Well, it still sucks, but it’s getting easier?
It took a good two weeks before I stopped needing mindless distractions on Netflix to distract me from work anxiety, pandemic anxiety, and just general anxiety until it was time to sleep. It was rough.
My bestie has been so good to me during all of this; she’s found my low-carb bread and left it on my doorstep, she’s made me masks so I can go out for groceries with a little less fear…she’s been awesome, and I can’t thank her enough. But man, for those two weeks, even when I knew she was dropping stuff off for me, even when she was offering me a ride to the dealership when my car needed service (what a time for my Check Engine light to come on), I couldn’t. The thought of seeing her face and knowing that she couldn’t come up and hang out for a while, or I couldn’t give her a hug, reduced me to tears. Just the thought of it was enough.
That’s gotten better.
I’ve gotten better acquainted with my neighbors through all of this, and we’ve offered to get groceries here and there as we head out on our food runs. That’s been nice, knowing that I’m not alone. One of my neighbors and I have kind of bonded as bird nerds as we both tried to figure out which birds are in our neck of the woods, especially the morning songbirds (btw, the white-throated sparrow is the bane of my existence).
I’ve done a little retail therapy – it’s hard not to shop in a situation like this. I did receive my chair and it’s been a GODSEND for my back and my butt and my neck as I continue to work from home. I’ve also gotten some new
work clothes jammies when they went on sale. After I got my stimulus check I backed a couple kickstarters and bought some art directly from the artists to help them out a little too. The rest has gone into savings and will stay there as best as I can keep it there.
My work anxiety has eased off a good deal and I can approach my day with a little more chill than before. With my boss’s okay and encouragement, I’ve even put in for a couple vacation days next week. I’m still grateful to be able to work from home and earning a paycheck without worrying about the near-to-not-so-near future. It’s a little disconcerting working for a juggernaut of a corporation, but in these times, the job security is worth a little discomfort.
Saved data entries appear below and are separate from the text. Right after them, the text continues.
use axum::extract::{Path, State};
use axum::http::StatusCode;
use axum::{Extension, Json};
use serde::{Deserialize, Serialize};
use uuid::Uuid;
use validator::Validate;

use crate::AppState;
use crate::database::Database;
use crate::error::{Result, ServerError};
use crate::lore::{Lore, LoreType, LoreView};
use crate::ownership::{Action, authorize_owner};
use crate::router::{Message, Valid, parse_id};
use crate::token::Claims;

#[derive(Debug, Default, Serialize, Deserialize, Validate)]
#[serde(default)]
pub struct Body {
    #[validate(length(
        min = 1,
        message = "Title, location, type, content, and image are required."
    ))]
    pub title: String,
    #[validate(length(
        min = 1,
        message = "Title, location, type, content, and image are required."
    ))]
    pub location: String,
    #[serde(rename = "type")]
    #[validate(length(
        min = 1,
        message = "Title, location, type, content, and image are required."
    ))]
    pub kind: String,
    #[validate(length(
        min = 1,
        message = "Title, location, type, content, and image are required."
    ))]
    pub content: String,
    #[validate(length(
        min = 1,
        message = "Title, location, type, content, and image are required."
    ))]
    pub image: String,
}

/// On update, an empty or absent `image` keeps the current one.
#[derive(Debug, Default, Serialize, Deserialize, Validate)]
#[serde(default)]
pub struct UpdateBody {
    #[validate(length(
        min = 1,
        message = "Title, location, type, and content are required."
    ))]
    pub title: String,
    #[validate(length(
        min = 1,
        message = "Title, location, type, and content are required."
    ))]
    pub location: String,
    #[serde(rename = "type")]
    #[validate(length(
        min = 1,
        message = "Title, location, type, and content are required."
    ))]
    pub kind: String,
    #[validate(length(
        min = 1,
        message = "Title, location, type, and content are required."
    ))]
    pub content: String,
    pub image: Option<String>,
}

fn lore_type(raw: &str) -> Result<LoreType> {
    raw.parse().map_err(|_| {
        ServerError::BadRequest(
            "Type must be one of: Historical, Cultural, Folklore".into(),
        )
    })
}

/// Load a lore with its creator, as just written.
async fn view(db: &Database, id: Uuid) -> Result<LoreView> {
    db.lores
        .find_view(id)
        .await?
        .ok_or(ServerError::NotFound("Lore"))
}

/// Handler to publish a lore.
pub async fn create(
    State(state): State<AppState>,
    Extension(claims): Extension<Claims>,
    Valid(body): Valid<Body>,
) -> Result<(StatusCode, Json<LoreView>)> {
    let kind = lore_type(&body.kind)?;

    let now = state.clock.now();
    let lore = Lore {
        id: Uuid::new_v4(),
        title: body.title,
        location: body.location,
        kind,
        content: body.content,
        image: body.image,
        user_id: claims.id,
        created_at: now,
        updated_at: now,
    };

    state.db.lores.create(&lore).await?;

    tracing::info!(lore_id = %lore.id, user_id = %claims.id, "lore created");

    Ok((StatusCode::CREATED, Json(view(&state.db, lore.id).await?)))
}

/// Every lore, newest first.
pub async fn list(State(db): State<Database>) -> Result<Json<Vec<LoreView>>> {
    Ok(Json(db.lores.list(None).await?))
}

pub async fn list_by_type(
    State(db): State<Database>,
    Path(kind): Path<String>,
) -> Result<Json<Vec<LoreView>>> {
    let kind = kind.parse::<LoreType>().map_err(|_| {
        ServerError::BadRequest(
            "Invalid type. Must be one of: Historical, Cultural, Folklore"
                .into(),
        )
    })?;

    Ok(Json(db.lores.list(Some(kind)).await?))
}

pub async fn get(
    State(db): State<Database>,
    Path(id): Path<String>,
) -> Result<Json<LoreView>> {
    let id = parse_id(&id, "Lore")?;
    Ok(Json(view(&db, id).await?))
}

/// Lores whose title, location or content contains `term`.
pub async fn search(
    State(db): State<Database>,
    Path(term): Path<String>,
) -> Result<Json<Vec<LoreView>>> {
    Ok(Json(db.lores.search(&term).await?))
}

/// Handler to update a lore. Only its creator may.
pub async fn update(
    State(state): State<AppState>,
    Extension(claims): Extension<Claims>,
    Path(id): Path<String>,
    Valid(body): Valid<UpdateBody>,
) -> Result<Json<LoreView>> {
    let id = parse_id(&id, "Lore")?;
    let mut lore = authorize_owner(claims.id, Action::Update, || {
        state.db.lores.find_by_id(id)
    })
    .await?;

    lore.kind = lore_type(&body.kind)?;
    lore.title = body.title;
    lore.location = body.location;
    lore.content = body.content;
    if let Some(image) = body.image.filter(|image| !image.is_empty()) {
        lore.image = image;
    }
    lore.updated_at = state.clock.now();

    state.db.lores.update(&lore).await?;

    Ok(Json(view(&state.db, lore.id).await?))
}

/// Handler to delete a lore. Only its creator may.
pub async fn delete(
    State(state): State<AppState>,
    Extension(claims): Extension<Claims>,
    Path(id): Path<String>,
) -> Result<Json<Message>> {
    let id = parse_id(&id, "Lore")?;
    let lore = authorize_owner(claims.id, Action::Delete, || {
        state.db.lores.find_by_id(id)
    })
    .await?;

    state.db.lores.delete(lore.id).await?;

    tracing::info!(lore_id = %lore.id, user_id = %claims.id, "lore deleted");

    Ok(Message::new("Lore deleted successfully."))
}

#[cfg(test)]
mod tests {
    use axum::http::{Method, StatusCode};
    use chrono::Duration;
    use serde_json::{Value, json};

    use super::*;
    use crate::mail::tests::RecordingMailer;
    use crate::router::tests::{json, login_as, state, state_with};
    use crate::*;

    fn lore_body(title: &str, kind: &str, content: &str) -> Value {
        json!({
            "title": title,
            "location": "Brittany",
            "type": kind,
            "content": content,
            "image": "https://cdn.wanderlog.app/lore.jpg",
        })
    }

    async fn publish(state: &AppState, token: &str, body: Value) -> (StatusCode, Value) {
        let response = make_request(
            Some(token),
            app(state.clone()),
            Method::POST,
            "/lores",
            body.to_string(),
        )
        .await;
        (response.status(), json(response).await)
    }

    async fn get(state: &AppState, path: &str) -> (StatusCode, Value) {
        let response =
            make_request(None, app(state.clone()), Method::GET, path, String::default())
                .await;
        (response.status(), json(response).await)
    }

    fn titles(body: &Value) -> Vec<&str> {
        body.as_array()
            .unwrap()
            .iter()
            .map(|l| l["title"].as_str().unwrap())
            .collect()
    }

    #[tokio::test]
    async fn test_create_lore() {
        let (state, _) = state();
        let (alice, token) = login_as(&state, "alice").await;

        let (status, body) =
            publish(&state, &token, lore_body("Ys", "Folklore", "A drowned city.")).await;
        assert_eq!(status, StatusCode::CREATED);
        assert_eq!(body["type"], "Folklore");
        assert_eq!(body["userId"], alice.id.to_string());
        assert_eq!(body["creator"]["username"], "alice");

        let (status, body) =
            publish(&state, &token, lore_body("Ys", "Myth", "A drowned city.")).await;
        assert_eq!(status, StatusCode::BAD_REQUEST);
        assert_eq!(
            body["message"],
            "Type must be one of: Historical, Cultural, Folklore"
        );

        let (status, body) =
            publish(&state, &token, json!({ "title": "Ys", "type": "Folklore" })).await;
        assert_eq!(status, StatusCode::BAD_REQUEST);
        assert_eq!(
            body["message"],
            "Title, location, type, content, and image are required."
        );
    }

    #[tokio::test]
    async fn test_read_lores() {
        let mailer = std::sync::Arc::new(RecordingMailer::default());
        let (state, clock) = state_with(mailer);
        let (_, token) = login_as(&state, "alice").await;

        let (_, ys) =
            publish(&state, &token, lore_body("Ys", "Folklore", "A drowned city.")).await;
        clock.advance(Duration::seconds(1));
        publish(&state, &token, lore_body("Carnac", "Historical", "Standing stones.")).await;
        clock.advance(Duration::seconds(1));
        publish(&state, &token, lore_body("Fest-noz", "Cultural", "Night dances by the SEA."))
            .await;

        let (status, body) = get(&state, "/lores").await;
        assert_eq!(status, StatusCode::OK);
        assert_eq!(titles(&body), ["Fest-noz", "Carnac", "Ys"]);

        let (_, body) = get(&state, "/lores/type/Folklore").await;
        assert_eq!(titles(&body), ["Ys"]);

        let (status, body) = get(&state, "/lores/type/Myth").await;
        assert_eq!(status, StatusCode::BAD_REQUEST);
        assert_eq!(
            body["message"],
            "Invalid type. Must be one of: Historical, Cultural, Folklore"
        );

        let (_, body) = get(&state, "/lores/search/sea").await;
        assert_eq!(titles(&body), ["Fest-noz"]);

        let (_, body) = get(&state, "/lores/search/brittany").await;
        assert_eq!(body.as_array().unwrap().len(), 3);

        let path = format!("/lores/{}", ys["id"].as_str().unwrap());
        let (status, body) = get(&state, &path).await;
        assert_eq!(status, StatusCode::OK);
        assert_eq!(body["creator"]["username"], "alice");

        let (status, body) = get(&state, &format!("/lores/{}", Uuid::new_v4())).await;
        assert_eq!(status, StatusCode::NOT_FOUND);
        assert_eq!(body["message"], "Lore not found.");
    }

    #[tokio::test]
    async fn test_only_creator_mutates_lore() {
        let (state, _) = state();
        let (_, alice) = login_as(&state, "alice").await;
        let (_, bob) = login_as(&state, "bob").await;

        let (_, ys) =
            publish(&state, &alice, lore_body("Ys", "Folklore", "A drowned city.")).await;
        let path = format!("/lores/{}", ys["id"].as_str().unwrap());

        let mut changes = lore_body("Ys, again", "Historical", "Rebuilt.");
        changes.as_object_mut().unwrap().remove("image");

        let response = make_request(
            Some(&bob),
            app(state.clone()),
            Method::PUT,
            &path,
            changes.to_string(),
        )
        .await;
        assert_eq!(response.status(), StatusCode::FORBIDDEN);
        assert_eq!(
            json(response).await["message"],
            "You are not allowed to update this lore."
        );

        let response = make_request(
            Some(&alice),
            app(state.clone()),
            Method::PUT,
            &path,
            changes.to_string(),
        )
        .await;
        assert_eq!(response.status(), StatusCode::OK);
        let body = json(response).await;
        assert_eq!(body["title"], "Ys, again");
        assert_eq!(body["type"], "Historical");
        assert_eq!(body["image"], "https://cdn.wanderlog.app/lore.jpg");

        let response = make_request(
            Some(&alice),
            app(state.clone()),
            Method::PUT,
            &path,
            json!({ "title": "Ys" }).to_string(),
        )
        .await;
        assert_eq!(response.status(), StatusCode::BAD_REQUEST);
        assert_eq!(
            json(response).await["message"],
            "Title, location, type, and content are required."
        );

        let response = make_request(
            Some(&bob),
            app(state.clone()),
            Method::DELETE,
            &path,
            String::default(),
        )
        .await;
        assert_eq!(response.status(), StatusCode::FORBIDDEN);

        let response = make_request(
            Some(&alice),
            app(state.clone()),
            Method::DELETE,
            &path,
            String::default(),
        )
        .await;
        assert_eq!(response.status(), StatusCode::OK);
        assert_eq!(json(response).await["message"], "Lore deleted successfully.");

        let (status, _) = get(&state, &path).await;
        assert_eq!(status, StatusCode::NOT_FOUND);
    }
}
I’m still worried about getting sick, but I’m doing my best to maintain social distancing and only going out for groceries or the occasional I’M SICK OF COOKING AND NEED FAST FOOD run. It’s been a month without Starbucks; there may be a latte run in my near future, or I may order an espresso machine.
I get out for walks every day to get some sunlight and fresh air; my community is quiet enough that I have a route that lets me avoid most people. I’ve also (weather permitting) taken some time each day to just sit on my balcony and either knit or read or just enjoy the milder weather with a cup of coffee.
I’ve watched Tiger King. Hoo-boy. Enough said about that fascinating train wreck.
I’ve relaxed enough that I’m knitting again. I’m almost done a super cute cowl that I’ll post pictures of when I’m finished.
I’m still gaming! Our tabletop group has started gaming via video chat, and that’s done a lot for my mental health to see friendly faces and catch up about what’s going on with all of us during quarantine.
I’m considering relocating my workstation from the living room to the guest room in order to create some mental separation from my “office” to my home. I may do that on my long weekend next week. I can still watch Critical Role during my work day without having to have it on the big screen.
I avoid the news. I get the headlines from my social media feed and that’s enough to keep me informed without sending me into a pandemic panic spiral.
I took a needed chance this week and went to see my physical therapist, as the two weeks of anxiety meant I wasn’t doing any of my exercises for my Achilles tendinitis, and my calf had gotten so tight that I knew I needed to hit a “reset button” by getting dry needling. Oh my god, it hurt like fuck but it’s already doing better two days later.
Overall, I’m doing better than that first week, but it’s still stressful here and there.
I miss being able to go out anywhere without mentally hitting the 14-day countdown clock of, “Will I develop symptoms because of this trip?”
I worry about my mom or extended family getting sick.
I wonder what the end of this is going to look like, coming out of this safety hibernation and trying to readjust to the new routines, to say nothing of what our new normal is going to become when those in power try to get us “back to the way things were”. This is a defining event for our country. I’m scared to be living in it but I’m still hopeful that we come out of it with some positive changes.
Stay home, everyone. Stay safe, stay healthy.